When Hazel veers off into cynical philosophy, the wisdom doesn't seem out of place in a 16 year-old's body. Because that 16 year-old has tasted the end and remembers what it tastes like:
"Without Pain, How Could We Know Joy? (This is an old argument in the field of Thinking About Suffering, and its stupidity and lack of sophistication could be plumbed for centuries, but suffice it to say that the existence of broccoli does not in any way affect the taste of chocolate.)"

Or when Gus is desperately (though we don't yet know it's desperate) trying to make a mark, even while playing a video game, we understand that he understands what it's like to look death in the face and wonder if you've done enough with your life:
"All salvation is temporary. I bought them a minute. Maybe that's the minute that buys them an hour, which is the hour that buys them a year. No one's gonna buy them forever, Hazel Grace, but my life bought them a minute. And that's not nothing."

The character of Peter Van Houten was a stretch, but in a book laced with metaphor, he fit perfectly:
"My response is being written with ink and paper in the glorious tradition of our ancestors and then transcribed by Ms. Vliegenthart into a series of 1s and 0s to travel through the insipid web which has lately ensnared our species, so I apologize for any errors or omissions that may result."

The process of healing:
"Each sleep ended to reveal a person who seemed a bit more like me."

The revelation of seeing yourself through someone else's eyes:
"You are so busy being you that you have no idea how utterly unprecedented you are."

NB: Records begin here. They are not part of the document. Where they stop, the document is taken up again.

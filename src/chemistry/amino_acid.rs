/// Module containing amino acid information

// std imports
use std::collections::HashMap;

/// Amino acid residue (i.e. without water) with one and three letter code and masses
///
#[derive(Debug, PartialEq)]
pub struct AminoAcid {
    name: &'static str,
    one_letter_code: char,
    three_letter_code: &'static str,
    mono_mass: f64,
    average_mass: f64,
}

impl AminoAcid {
    /// Returns the amino acid the given one letter code, case insensitive.
    ///
    /// # Arguments
    /// * `one_letter_code` - One letter code of the amino acid
    ///
    pub fn get_by_one_letter_code(one_letter_code: char) -> Option<&'static Self> {
        return match one_letter_code.to_ascii_uppercase() {
            'A' => Some(&ALANINE),
            'B' => Some(&ASPARAGINE_OR_ASPARTIC_ACID),
            'C' => Some(&CYSTEINE),
            'D' => Some(&ASPARTIC_ACID),
            'E' => Some(&GLUTAMIC_ACID),
            'F' => Some(&PHENYLALANINE),
            'G' => Some(&GLYCINE),
            'H' => Some(&HISTIDINE),
            'I' => Some(&ISOLEUCINE),
            'J' => Some(&ISOLEUCINE_OR_LEUCINE),
            'K' => Some(&LYSINE),
            'L' => Some(&LEUCINE),
            'M' => Some(&METHIONINE),
            'N' => Some(&ASPARAGINE),
            'O' => Some(&PYRROLYSINE),
            'P' => Some(&PROLINE),
            'Q' => Some(&GLUTAMINE),
            'R' => Some(&ARGININE),
            'S' => Some(&SERINE),
            'T' => Some(&THREONINE),
            'U' => Some(&SELENOCYSTEINE),
            'V' => Some(&VALINE),
            'W' => Some(&TRYPTOPHAN),
            'Y' => Some(&TYROSINE),
            'Z' => Some(&GLUTAMINE_OR_GLUTAMIC_ACID),
            'X' => Some(&UNKNOWN),
            _ => None,
        };
    }

    /// Returns the amino acid for the given three letter code, case insensitive.
    ///
    /// # Arguments
    /// * `three_letter_code` - Three letter code of the amino acid, e.g. `Gly` or `GLY`
    ///
    pub fn get_by_three_letter_code(three_letter_code: &str) -> Option<&'static Self> {
        THREE_LETTER_CODE_LOOKUP
            .get(three_letter_code.to_ascii_lowercase().as_str())
            .copied()
    }

    pub fn get_all() -> &'static [&'static AminoAcid; 26] {
        return &ALL;
    }

    pub fn get_name(&self) -> &'static str {
        return self.name;
    }

    pub fn get_one_letter_code(&self) -> char {
        return self.one_letter_code;
    }

    pub fn get_three_letter_code(&self) -> &'static str {
        return self.three_letter_code;
    }

    pub fn get_mono_mass(&self) -> f64 {
        return self.mono_mass;
    }

    pub fn get_average_mass(&self) -> f64 {
        return self.average_mass;
    }

    /// Returns true if this is the placeholder for unknown residues (`X`, `Xxx`)
    ///
    pub fn is_unknown(&self) -> bool {
        return self.one_letter_code == UNKNOWN.one_letter_code;
    }
}

// Standard amino acids: https://proteomicsresource.washington.edu/protocols06/masses.php
pub const ALANINE:                  AminoAcid = AminoAcid{name: "Alanine",              one_letter_code: 'A',   three_letter_code: "Ala",   mono_mass: 71.037113805_f64,    average_mass: 71.0788_f64};
pub const CYSTEINE:                 AminoAcid = AminoAcid{name: "Cysteine",             one_letter_code: 'C',   three_letter_code: "Cys",   mono_mass: 103.009184505_f64,   average_mass: 103.1388_f64};
pub const ASPARTIC_ACID:            AminoAcid = AminoAcid{name: "Aspartic acid",        one_letter_code: 'D',   three_letter_code: "Asp",   mono_mass: 115.026943065_f64,   average_mass: 115.0886_f64};
pub const GLUTAMIC_ACID:            AminoAcid = AminoAcid{name: "Glutamic acid",        one_letter_code: 'E',   three_letter_code: "Glu",   mono_mass: 129.042593135_f64,   average_mass: 129.1155_f64};
pub const PHENYLALANINE:            AminoAcid = AminoAcid{name: "Phenylalanine",        one_letter_code: 'F',   three_letter_code: "Phe",   mono_mass: 147.068413945_f64,   average_mass: 147.1766_f64};
pub const GLYCINE:                  AminoAcid = AminoAcid{name: "Glycine",              one_letter_code: 'G',   three_letter_code: "Gly",   mono_mass: 57.021463735_f64,    average_mass: 57.0519_f64};
pub const HISTIDINE:                AminoAcid = AminoAcid{name: "Histidine",            one_letter_code: 'H',   three_letter_code: "His",   mono_mass: 137.058911875_f64,   average_mass: 137.1411_f64};
pub const ISOLEUCINE:               AminoAcid = AminoAcid{name: "Isoleucine",           one_letter_code: 'I',   three_letter_code: "Ile",   mono_mass: 113.084064015_f64,   average_mass: 113.1594_f64};
pub const LYSINE:                   AminoAcid = AminoAcid{name: "Lysine",               one_letter_code: 'K',   three_letter_code: "Lys",   mono_mass: 128.094963050_f64,   average_mass: 128.1741_f64};
pub const LEUCINE:                  AminoAcid = AminoAcid{name: "Leucine",              one_letter_code: 'L',   three_letter_code: "Leu",   mono_mass: 113.084064015_f64,   average_mass: 113.1594_f64};
pub const METHIONINE:               AminoAcid = AminoAcid{name: "Methionine",           one_letter_code: 'M',   three_letter_code: "Met",   mono_mass: 131.040484645_f64,   average_mass: 131.1926_f64};
pub const ASPARAGINE:               AminoAcid = AminoAcid{name: "Asparagine",           one_letter_code: 'N',   three_letter_code: "Asn",   mono_mass: 114.042927470_f64,   average_mass: 114.1038_f64};
pub const PYRROLYSINE:              AminoAcid = AminoAcid{name: "Pyrrolysine",          one_letter_code: 'O',   three_letter_code: "Pyl",   mono_mass: 237.147726925_f64,   average_mass: 237.29816_f64};
pub const PROLINE:                  AminoAcid = AminoAcid{name: "Proline",              one_letter_code: 'P',   three_letter_code: "Pro",   mono_mass: 97.052763875_f64,    average_mass: 97.1167_f64};
pub const GLUTAMINE:                AminoAcid = AminoAcid{name: "Glutamine",            one_letter_code: 'Q',   three_letter_code: "Gln",   mono_mass: 128.05857754_f64,    average_mass: 128.1307_f64};
pub const ARGININE:                 AminoAcid = AminoAcid{name: "Arginine",             one_letter_code: 'R',   three_letter_code: "Arg",   mono_mass: 156.101111050_f64,   average_mass: 156.1875_f64};
pub const SERINE:                   AminoAcid = AminoAcid{name: "Serine",               one_letter_code: 'S',   three_letter_code: "Ser",   mono_mass: 87.032028435_f64,    average_mass: 87.0782_f64};
pub const THREONINE:                AminoAcid = AminoAcid{name: "Threonine",            one_letter_code: 'T',   three_letter_code: "Thr",   mono_mass: 101.047678505_f64,   average_mass: 101.1051_f64};
pub const SELENOCYSTEINE:           AminoAcid = AminoAcid{name: "Selenocysteine",       one_letter_code: 'U',   three_letter_code: "Sec",   mono_mass: 150.953633405_f64,   average_mass: 150.0379_f64};
pub const VALINE:                   AminoAcid = AminoAcid{name: "Valine",               one_letter_code: 'V',   three_letter_code: "Val",   mono_mass: 99.068413945_f64,    average_mass: 99.1326_f64};
pub const TRYPTOPHAN:               AminoAcid = AminoAcid{name: "Tryptophan",           one_letter_code: 'W',   three_letter_code: "Trp",   mono_mass: 186.079312980_f64,   average_mass: 186.2132_f64};
pub const TYROSINE:                 AminoAcid = AminoAcid{name: "Tyrosine",             one_letter_code: 'Y',   three_letter_code: "Tyr",   mono_mass: 163.063328575_f64,   average_mass: 163.1760_f64};
// Ambigous amino acids
pub const ASPARAGINE_OR_ASPARTIC_ACID: AminoAcid = AminoAcid{name: "Asparagine or aspartic acid",  one_letter_code: 'B',   three_letter_code: "Asx", mono_mass: 114.5349352675_f64,  average_mass: 114.59502_f64};
pub const ISOLEUCINE_OR_LEUCINE:      AminoAcid = AminoAcid{name: "Isoleucine or Leucine",        one_letter_code: 'J',   three_letter_code: "Xle", mono_mass: 113.084064015_f64,   average_mass: 113.1594_f64};
pub const GLUTAMINE_OR_GLUTAMIC_ACID:  AminoAcid = AminoAcid{name: "Glutamine or glutamic acid",   one_letter_code: 'Z',   three_letter_code: "Glx", mono_mass: 128.5505853375_f64,  average_mass: 128.6216_f64};
// Placeholder for residues which could not be resolved. Its mass is never used, see `is_unknown()`.
pub const UNKNOWN:                  AminoAcid = AminoAcid{name: "Unknown Amino Acid",    one_letter_code: 'X',   three_letter_code: "Xxx",   mono_mass: 0.0_f64,                 average_mass: 0.0_f64};

const ALL: [&'static AminoAcid; 26] = [
    &ALANINE,
    &CYSTEINE,
    &ASPARTIC_ACID,
    &GLUTAMIC_ACID,
    &PHENYLALANINE,
    &GLYCINE,
    &HISTIDINE,
    &ISOLEUCINE,
    &LYSINE,
    &LEUCINE,
    &METHIONINE,
    &ASPARAGINE,
    &PYRROLYSINE,
    &PROLINE,
    &GLUTAMINE,
    &ARGININE,
    &SERINE,
    &THREONINE,
    &SELENOCYSTEINE,
    &VALINE,
    &TRYPTOPHAN,
    &TYROSINE,
    &ASPARAGINE_OR_ASPARTIC_ACID,
    &ISOLEUCINE_OR_LEUCINE,
    &GLUTAMINE_OR_GLUTAMIC_ACID,
    &UNKNOWN
];

lazy_static! {
    /// Lower cased three letter code to amino acid
    static ref THREE_LETTER_CODE_LOOKUP: HashMap<String, &'static AminoAcid> = ALL
        .iter()
        .map(|amino_acid| (amino_acid.three_letter_code.to_ascii_lowercase(), *amino_acid))
        .collect();
}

And the knowledge, that must be relearned on every bad day, that every day you are alive is, literally, a chance in of lifetime:
"I was thinking about the universe wanting to be noticed, and how I had to notice it as best I could. I felt that I owed a debt to the universe that only my attention could repay, and also that I owed a debt to everybody who didn't get to be a person anymore and everyone who hadn't gotten to be a person yet."